**Task statement:**
Take the lines below beginning at the line that has "never retry it." and stopping after the line that has "let response = match", and print them exactly as they are, with no other lines.
--*--
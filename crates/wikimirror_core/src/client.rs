use std::sync::Mutex;
use std::sync::atomic::{AtomicUsize, Ordering};
use std::thread::sleep;
use std::time::{Duration, Instant, SystemTime, UNIX_EPOCH};

use reqwest::blocking::Client;
use reqwest::{StatusCode, Url};
use serde_json::Value;
use tracing::{debug, warn};

use crate::config::HttpSettings;
use crate::error::{MirrorError, Result};

/// Key-value request parameters, sent as a query string or a form body.
pub type Params<'a> = [(&'a str, String)];

/// The structured request/response exchange with a MediaWiki `api.php`.
///
/// Implementations add `format=json` and `formatversion=2`, and turn an
/// envelope `error` object into [`MirrorError::Api`].
pub trait ApiTransport {
    fn get(&self, params: &Params<'_>) -> Result<Value>;
    fn post(&self, params: &Params<'_>) -> Result<Value>;
    fn request_count(&self) -> usize;
}

impl<T: ApiTransport + ?Sized> ApiTransport for &T {
    fn get(&self, params: &Params<'_>) -> Result<Value> {
        (**self).get(params)
    }

    fn post(&self, params: &Params<'_>) -> Result<Value> {
        (**self).post(params)
    }

    fn request_count(&self) -> usize {
        (**self).request_count()
    }
}

pub struct MediaWikiClient {
    client: Client,
    api_url: Url,
    settings: HttpSettings,
    last_request_at: Mutex<Option<Instant>>,
    request_count: AtomicUsize,
}

impl MediaWikiClient {
    pub fn new(api_url: &str, settings: HttpSettings) -> Result<Self> {
        let api_url = Url::parse(api_url).map_err(|error| MirrorError::InvalidSetting {
            setting: "WIKI_API",
            value: api_url.to_string(),
            message: error.to_string(),
        })?;
        let client = Client::builder()
            .timeout(Duration::from_millis(settings.timeout_ms))
            .user_agent(settings.user_agent.clone())
            .cookie_store(true)
            .build()
            .map_err(|source| MirrorError::Transport {
                message: "failed to build MediaWiki HTTP client".to_string(),
                source: Some(source),
            })?;

        Ok(Self {
            client,
            api_url,
            settings,
            last_request_at: Mutex::new(None),
            request_count: AtomicUsize::new(0),
        })
    }

    fn request(&self, params: &Params<'_>, method: Method) -> Result<Value> {
        let pairs = envelope_pairs(params);
        let max_retries = match method {
            Method::Get => self.settings.max_retries,
            // Replaying a login consumes the token; never retry it.
            Method::Post => 0,
        };

        for attempt in 0..=max_retries {
            self.apply_rate_limit();
            let request = match method {
                Method::Get => self.client.get(self.api_url.clone()).query(&pairs),
                Method::Post => self.client.post(self.api_url.clone()).form(&pairs),
            };

            let response = match request.send() {
                Ok(response) => response,
                Err(error) => {
                    if attempt < max_retries && is_retryable_error(&error) {
                        self.wait_before_retry(attempt, &error.to_string());
                        continue;
                    }
                    return Err(MirrorError::Transport {
                        message: "failed to call MediaWiki API".to_string(),
                        source: Some(error),
                    });
                }
            };

            let status = response.status();
            if !status.is_success() {
                if attempt < max_retries && is_retryable_status(status) {
                    self.wait_before_retry(attempt, &format!("HTTP {status}"));
                    continue;
                }
                return Err(MirrorError::transport(format!("HTTP {status}")));
            }

            let payload: Value = response.json().map_err(|source| MirrorError::Transport {
                message: "failed to decode MediaWiki API JSON response".to_string(),
                source: Some(source),
            })?;
            check_envelope(&payload)?;
            return Ok(payload);
        }

        Err(MirrorError::transport(
            "MediaWiki API request exhausted retry budget",
        ))
    }

    fn apply_rate_limit(&self) {
        let delay = Duration::from_millis(self.settings.rate_limit_read_ms);
        let mut last = self
            .last_request_at
            .lock()
            .unwrap_or_else(|poisoned| poisoned.into_inner());
        if let Some(previous) = *last {
            let elapsed = previous.elapsed();
            if elapsed < delay {
                sleep(delay - elapsed);
            }
        }
        *last = Some(Instant::now());
        self.request_count.fetch_add(1, Ordering::Relaxed);
    }

    fn wait_before_retry(&self, attempt: usize, cause: &str) {
        let exponent = u32::try_from(attempt).unwrap_or(16);
        let base = self
            .settings
            .retry_delay_ms
            .saturating_mul(2u64.saturating_pow(exponent));
        let jitter = SystemTime::now()
            .duration_since(UNIX_EPOCH)
            .map(|duration| u64::from(duration.subsec_millis() % 100))
            .unwrap_or(0);
        let delay = base.saturating_add(jitter);
        warn!(attempt = attempt + 1, delay_ms = delay, cause, "retrying MediaWiki request");
        sleep(Duration::from_millis(delay));
    }
}

impl ApiTransport for MediaWikiClient {
    fn get(&self, params: &Params<'_>) -> Result<Value> {
        debug!(?params, "GET api.php");
        self.request(params, Method::Get)
    }

    fn post(&self, params: &Params<'_>) -> Result<Value> {
        // Login parameters carry the password; only log the action.
        debug!(
            action = params
                .iter()
                .find(|(key, _)| *key == "action")
                .map(|(_, value)| value.as_str()),
            "POST api.php"
        );
        self.request(params, Method::Post)
    }

    fn request_count(&self) -> usize {
        self.request_count.load(Ordering::Relaxed)
    }
}

#[derive(Debug, Clone, Copy)]
enum Method {
    Get,
    Post,
}

fn envelope_pairs(params: &Params<'_>) -> Vec<(String, String)> {
    let mut pairs = Vec::with_capacity(params.len() + 2);
    pairs.push(("format".to_string(), "json".to_string()));
    pairs.push(("formatversion".to_string(), "2".to_string()));
    for (key, value) in params {
        pairs.push(((*key).to_string(), value.clone()));
    }
    pairs
}

/// Turns a `{"error": {...}}` envelope into an error.
pub(crate) fn check_envelope(payload: &Value) -> Result<()> {
    if let Some(error) = payload.get("error") {
        let code = error
            .get("code")
            .and_then(Value::as_str)
            .unwrap_or("unknown_error");
        let info = error
            .get("info")
            .and_then(Value::as_str)
            .unwrap_or("unknown info");
        return Err(MirrorError::Api {
            code: code.to_string(),
            info: info.to_string(),
        });
    }
    Ok(())
}

fn is_retryable_status(status: StatusCode) -> bool {
    matches!(
        status,
        StatusCode::REQUEST_TIMEOUT
            | StatusCode::TOO_MANY_REQUESTS
            | StatusCode::BAD_GATEWAY
            | StatusCode::SERVICE_UNAVAILABLE
            | StatusCode::GATEWAY_TIMEOUT
    )
}

fn is_retryable_error(error: &reqwest::Error) -> bool {
    error.is_timeout() || error.is_connect()
}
--*--
**Answer box:**
            // Replaying a login consumes the token; never retry it.
            Method::Post => 0,
        };

        for attempt in 0..=max_retries {
            self.apply_rate_limit();
            let request = match method {
                Method::Get => self.client.get(self.api_url.clone()).query(&pairs),
                Method::Post => self.client.post(self.api_url.clone()).form(&pairs),
            };

            let response = match request.send() {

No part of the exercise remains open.